Regia di Gus Van Sant vedi scheda film
Documentario sul disagio mentale di una rockstar prossima al suicidio. Ovvero la storia degli ultimi giorni di vita (marzo/aprile 1994) di Cobain, senza mai citare il suo nome. L'unica cosa che manca - presumibili le rogne legali in caso di sua esplicitazione - è proprio il nome: c'è una villetta identica alla sua, c'è il suo vestiario (il cappotto, il maglione a righe rosse e nere, gli occhiali da sole!) ricostruito ad arte, c'è il suo atteggiamento schivo, trasandato, la sua aria (solo?) da tossico, c'è insomma la storia vera di quei giorni: ma non c'è Cobain. Michael Pitt è bravo a sostenere un ruolo in verità non facile, anche se la somiglianza fisica lo aiuta; biasimo sulla scelta di interpretare quei giorni 'persi' con la vacuità pressochè totale dei dialoghi (quando ci sono) ed il largo uso di inquadrature fisse, che aumentano il senso di collosa staticità del momento psicologico del protagonista. Particina per Kim Gordon dei Sonic Youth e pure per Asia Argento, che non parlando (dice solo un nome, due volte, in tutta la sua parte) e girando seminuda per casa dà il meglio di sè.

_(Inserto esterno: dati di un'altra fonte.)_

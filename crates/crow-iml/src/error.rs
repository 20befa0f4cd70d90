use std::fmt;

use thiserror::Error;

/// A 1-based source position inside an `.iml` document.
#[derive(Debug, Clone, Copy, PartialEq, Eq, Hash)]
pub struct Position {
    pub line: usize,
    pub col: usize,
}

impl Position {
    pub const fn new(line: usize, col: usize) -> Self {
        Self { line, col }
    }
}

impl Default for Position {
    fn default() -> Self {
        Self::new(1, 1)
    }
}

impl fmt::Display for Position {
    fn fmt(&self, f: &mut fmt::Formatter<'_>) -> fmt::Result {
        write!(f, "{}:{}", self.line, self.col)
    }
}

/// Everything that can make a compilation fail.
///
/// Compilation is all-or-nothing: the first error aborts the pass and no
/// instantiator is produced.
#[derive(Debug, Clone, PartialEq, Error)]
pub enum ImlError {
    #[error("iml error at {at}: {message}")]
    Lexical { message: String, at: Position },

    #[error("iml error at {at}: unknown element type `{name}`")]
    UnknownType { name: String, at: Position },

    #[error("iml error at {at}: `{parent}` cannot accept `{child}` ({reason})")]
    UnsupportedAttachment {
        parent: String,
        child: String,
        reason: String,
        at: Position,
    },

    #[error("iml error at {at}: `{ty}` has no {expected} named `{member}`")]
    MemberNotFound {
        ty: String,
        member: String,
        /// What kind of member the document asked for ("member", "property", "event", "method").
        expected: &'static str,
        at: Position,
    },

    #[error("iml error at {at}: cannot resolve name `{name}`: {reason}")]
    UnresolvedName {
        name: String,
        reason: String,
        at: Position,
    },

    #[error("iml error at {at}: invalid binding expression `{expression}`: {reason}")]
    InvalidBinding {
        expression: String,
        reason: String,
        at: Position,
    },

    #[error("iml error at {at}: `{value}` is not a valid {expected} for `{member}`")]
    InvalidLiteral {
        member: String,
        value: String,
        expected: String,
        at: Position,
    },
}

impl ImlError {
    pub(crate) fn lexical(message: impl Into<String>, at: Position) -> Self {
        Self::Lexical { message: message.into(), at }
    }

    /// Source position of the offending construct.
    pub fn position(&self) -> Position {
        match self {
            Self::Lexical { at, .. }
            | Self::UnknownType { at, .. }
            | Self::UnsupportedAttachment { at, .. }
            | Self::MemberNotFound { at, .. }
            | Self::UnresolvedName { at, .. }
            | Self::InvalidBinding { at, .. }
            | Self::InvalidLiteral { at, .. } => *at,
        }
    }
}

pub type Result<T> = std::result::Result<T, ImlError>;

#[cfg(test)]
mod tests {
    use super::*;

    #[test]
    fn display_carries_position() {
        let e = ImlError::UnknownType { name: "Frob".into(), at: Position::new(3, 7) };
        assert_eq!(e.to_string(), "iml error at 3:7: unknown element type `Frob`");
        assert_eq!(e.position(), Position::new(3, 7));
    }
}
impl UiRuntime {
    /// A runtime with the standard widget methods installed.
    pub fn new(catalog: Arc<TypeCatalog>) -> Self {
        let rt = Self {
            catalog,
            widgets: RwLock::new(Vec::new()),
            watchers: RwLock::new(HashMap::new()),
            methods: RwLock::new(HashMap::new()),
            item_templates: RwLock::new(HashMap::new()),
            stats: RuntimeStats::default(),
        };
        widgets::install_methods(&rt);
        rt
    }

    /// Registers a native implementation for `type_name.method`; derived
    /// types inherit it.
    pub fn with_method(
        self,
        type_name: &str,
        method: &str,
        f: impl Fn(&UiRuntime, Element, Element) + Send + Sync + 'static,
    ) -> Self {
        self.register_method(type_name, method, f);
        self
    }

    pub fn register_method(
        &self,
        type_name: &str,
        method: &str,
        f: impl Fn(&UiRuntime, Element, Element) + Send + Sync + 'static,
    ) {
        self.methods.write().insert((type_name.to_string(), method.to_string()), Arc::new(f));
    }

    pub fn catalog(&self) -> &Arc<TypeCatalog> {
        &self.catalog
    }

    pub fn stats(&self) -> &RuntimeStats {
        &self.stats
    }

    /// Number of widgets created so far.
    pub fn len(&self) -> usize {
        self.widgets.read().len()
    }

    pub fn is_empty(&self) -> bool {
        self.len() == 0
    }

    /// Creates a detached widget of a catalog type, e.g. a data item.
    pub fn make(&self, type_name: &str) -> Option<Element> {
        let ty = self.catalog.resolve(type_name)?;
        Some(self.create_instance(&ty))
    }

    // ── Tree queries ──────────────────────────────────────────────────────

    fn read<T>(&self, e: Element, f: impl FnOnce(&WidgetData) -> T) -> Option<T> {
        self.widgets.read().get(e.index()).map(f)
    }

    pub fn parent(&self, e: Element) -> Option<Element> {
        self.read(e, |w| w.parent).flatten()
    }

    pub fn children(&self, e: Element) -> Vec<Element> {
        self.read(e, |w| w.children.iter().map(|(_, c)| *c).collect()).unwrap_or_default()
    }

    pub fn attached(&self, e: Element) -> Vec<(AttachKind, Element)> {
        self.read(e, |w| w.children.clone()).unwrap_or_default()
    }

    pub fn content(&self, e: Element) -> Option<Element> {
        self.read(e, |w| w.single(AttachKind::SetSingleChild)).flatten()
    }

    pub fn template_root(&self, e: Element) -> Option<Element> {
        self.read(e, |w| w.single(AttachKind::SetTemplateRoot)).flatten()
    }

    /// Children of a templated group, static ones and populated rows alike.
    pub fn items(&self, e: Element) -> Vec<Element> {
        self.read(e, |w| {
            w.children
                .iter()
                .filter(|(k, _)| *k == AttachKind::AppendTemplatedItem)
                .map(|(_, c)| *c)
                .collect()
        })
        .unwrap_or_default()
    }

    /// Current value of `member`, `Null` when the widget has none.
    pub fn value(&self, e: Element, member: &str) -> Value {
        self.get_member_value(&e, member).unwrap_or(Value::Null)
    }

    /// Members whose value differs from the type's initial value.
    pub fn changed_values(&self, e: Element) -> Vec<(String, Value)> {
        let Some((ty, values)) = self.read(e, |w| (Arc::clone(&w.ty), w.values.clone())) else {
            return Vec::new();
        };
        values
            .into_iter()
            .filter(|(name, v)| {
                self.catalog.find_member(&ty, name).and_then(|m| m.initial_value()).as_ref() != Some(v)
            })
            .collect()
    }

    /// Stores an object-valued member, reachable as an interior path segment.
    pub fn set_object(&self, e: Element, member: &str, object: Element) {
        if let Some(w) = self.widgets.write().get_mut(e.index()) {
            w.objects.insert(member.to_string(), object);
        }
    }

    pub fn handlers(&self, e: Element, event: &str) -> Vec<Delegate> {
        self.read(e, |w| w.handlers.iter().filter(|(n, _)| n == event).map(|(_, d)| d.clone()).collect())
            .unwrap_or_default()
    }

    /// Event name of every attached handler, in attach order.
    pub fn event_names(&self, e: Element) -> Vec<String> {
        self.read(e, |w| w.handlers.iter().map(|(n, _)| n.clone()).collect()).unwrap_or_default()
    }

    // ── Events ────────────────────────────────────────────────────────────

    /// Fires `event` on `sender`, running its handlers in attach order.
    pub fn raise(&self, sender: Element, event: &str) -> EventResult {
        let delegates = self.handlers(sender, event);
        if delegates.is_empty() {
            return EventResult::Ignored;
        }
        trace!("{sender}.{event}: {} handler(s)", delegates.len());
        for delegate in delegates {
            match delegate {
                Delegate::Method { target, method, .. } => self.invoke(target, &method, sender),
                Delegate::Closure { f, .. } => f(self, &sender),
            }
        }
        EventResult::Consumed
    }

    /// Calls the native implementation of `method` on `target`.
    pub fn invoke(&self, target: Element, method: &str, sender: Element) {
        let type_name = self.type_name(&target);
        match self.find_method(&type_name, method) {
            Some(f) => {
                self.stats.method_calls.fetch_add(1, Ordering::Relaxed);
                f(self, target, sender);
            }
            None => debug!("`{type_name}.{method}` has no implementation"),
        }
    }

    fn find_method(&self, type_name: &str, method: &str) -> Option<MethodFn> {
        let methods = self.methods.read();
        let lookup = |t: &str| methods.get(&(t.to_string(), method.to_string())).cloned();
        match self.catalog.resolve(type_name) {
            Some(ty) => self.catalog.lineage(&ty).into_iter().find_map(|t| lookup(&t.name)),
            None => lookup(type_name),
        }
    }

    // ── Item templates ────────────────────────────────────────────────────

    pub fn item_template(&self, list: Element, data_type: &str) -> Option<Arc<Instantiator>> {
        self.item_templates.read().get(&list)?.get(data_type).cloned()
    }

    /// Template for a data item: the most derived registered type in the
    /// item's lineage, then the default template.
    fn template_for(&self, list: Element, item: Element) -> Option<Arc<Instantiator>> {
        let templates = self.item_templates.read();
        let registered = templates.get(&list)?;
        let type_name = self.type_name(&item);
        let lineage: Vec<String> = match self.catalog.resolve(&type_name) {
            Some(ty) => self.catalog.lineage(&ty).iter().map(|t| t.name.clone()).collect(),
            None => vec![type_name],
        };
        lineage
            .iter()
            .find_map(|t| registered.get(t))
            .or_else(|| registered.get(DEFAULT_DATA_TYPE))
            .cloned()
    }

    /// Instantiates one row per data item under `list` and returns the rows.
    /// Items without a matching template are skipped.
    pub fn populate(&self, list: Element, items: &[Element]) -> Vec<Element> {
        let mut rows = Vec::with_capacity(items.len());
        for &item in items {
            let Some(template) = self.template_for(list, item) else {
                warn!("{list}: no item template for <{}>", self.type_name(&item));
                continue;
            };
            let ctx = InstantiationContext::new().with_data_source(item);
            let owner = Owner { object: &list, kind: AttachKind::AppendTemplatedItem };
            rows.push(template.instantiate(self, &ctx, Some(owner)));
        }
        debug!("{list}: populated {} of {} item(s)", rows.len(), items.len());
        rows
    }

    /// Detaches every item of a templated group.
    pub fn clear_items(&self, list: Element) {
        let mut widgets = self.widgets.write();
        let Some(w) = widgets.get_mut(list.index()) else { return };
        let (items, rest): (Vec<_>, Vec<_>) =
            w.children.drain(..).partition(|(k, _)| *k == AttachKind::AppendTemplatedItem);
        w.children = rest;
        for (_, item) in items {
            if let Some(child) = widgets.get_mut(item.index()) {
                child.parent = None;
            }
        }
    }
}

// ── Runtime surface ───────────────────────────────────────────────────────

impl Runtime for UiRuntime {
    type Object = Element;
    type Delegate = Delegate;

    fn create_instance(&self, ty: &TypeDescriptor) -> Element {
        let values: IndexMap<String, Value> = self
            .catalog
            .members_of(ty)
            .iter()
            .filter_map(|m| Some((m.name.clone(), m.initial_value()?)))
            .collect();
        // an unregistered descriptor still gets its own declared defaults
        let ty = self.catalog.resolve(&ty.name).unwrap_or_else(|| Arc::new(ty.clone()));
        let mut widgets = self.widgets.write();
        widgets.push(WidgetData::new(ty, values));
        self.stats.instances.fetch_add(1, Ordering::Relaxed);
        Element((widgets.len() - 1) as u32)
    }

    fn type_name(&self, e: &Element) -> String {
        self.read(*e, |w| w.ty.name.clone()).unwrap_or_default()
    }

    fn attach(&self, parent: &Element, child: &Element, kind: AttachKind) {
        let (parent, child) = (*parent, *child);
        let mut widgets = self.widgets.write();
        if widgets.get(parent.index()).is_none() || widgets.get(child.index()).is_none() {
            return;
        }
        if let Some(old) = widgets[child.index()].parent {
            widgets[old.index()].children.retain(|(_, c)| *c != child);
        }
        if !kind.is_list() {
            let replaced = widgets[parent.index()].single(kind);
            if let Some(prev) = replaced {
                widgets[parent.index()].children.retain(|(_, c)| *c != prev);
                widgets[prev.index()].parent = None;
            }
        }
        widgets[parent.index()].children.push((kind, child));
        widgets[child.index()].parent = Some(parent);
    }

    fn find_descendant_by_name(&self, root: &Element, name: &str) -> Option<Element> {
        let widgets = self.widgets.read();
        let mut queue: VecDeque<Element> = widgets.get(root.index())?.children.iter().map(|(_, c)| *c).collect();
        while let Some(e) = queue.pop_front() {
            let w = widgets.get(e.index())?;
            if w.values.get("Name").and_then(Value::as_str) == Some(name) {
                return Some(e);
            }
            queue.extend(w.children.iter().map(|(_, c)| *c));
        }
        None
    }

    fn logical_parent(&self, e: &Element) -> Option<Element> {
        self.stats.parent_lookups.fetch_add(1, Ordering::Relaxed);
        self.parent(*e)
    }

    fn get_member_value(&self, e: &Element, member: &str) -> Option<Value> {
        self.read(*e, |w| w.values.get(member).cloned()).flatten()
    }

    fn set_member_value(&self, e: &Element, member: &str, value: Value) {
        {
            let mut widgets = self.widgets.write();
            let Some(w) = widgets.get_mut(e.index()) else { return };
            if w.values.get(member) == Some(&value) {
                return;
            }
            w.values.insert(member.to_string(), value.clone());
        }
        let watchers = self.watchers.read().get(&(*e, member.to_string())).cloned().unwrap_or_default();
        for watcher in watchers {
            watcher(self, &value);
        }
    }

    fn get_member_object(&self, e: &Element, member: &str) -> Option<Element> {
        self.read(*e, |w| w.objects.get(member).copied()).flatten()
    }

    fn watch(&self, e: &Element, member: &str, handler: ChangeHandler<Self>) {
        self.watchers.write().entry((*e, member.to_string())).or_default().push(handler);
    }

    fn create_delegate(&self, handler_type: &str, target: &Element, method: &str) -> Option<Delegate> {
        let type_name = self.type_name(target);
        let declared = self.catalog.member(&type_name, method).is_some_and(|m| m.is_method());
        if !declared && self.find_method(&type_name, method).is_none() {
            return None;
        }
        Some(Delegate::Method { handler_type: handler_type.to_string(), target: *target, method: method.to_string() })
    }

    fn closure_delegate(&self, handler_type: &str, handler: HandlerFn<Self>) -> Delegate {
        Delegate::Closure { handler_type: handler_type.to_string(), f: handler }
    }

    fn add_event_handler(&self, source: &Element, event: &str, delegate: Delegate) {
        if let Some(w) = self.widgets.write().get_mut(source.index()) {
            w.handlers.push((event.to_string(), delegate));
        }
    }

    fn add_item_template(&self, control: &Element, data_type: &str, template: Arc<Instantiator>) {
        self.item_templates.write().entry(*control).or_default().insert(data_type.to_string(), template);
    }
}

Blake è una giovane rockstar. Si aggira in stato confusionale nel parco della sua sontuosa villa, indossando vestiti a caso, fermandosi a scrivere qualche nota sul suo diario, a scambiare qualche farneticante parola con gli amici che vivono a casa sua o con un rappresentante che gli entra di soppiatto nel salotto. Blake è ricercato: è fuggito da una clinica per disintossicarsi e questo ha mandato nel panico la nevrotica moglie, che telefona ossessivamente senza riuscire a trovarlo. Poi il ragazzo viene ritrovato cadavere in una stanzetta isolata della casa.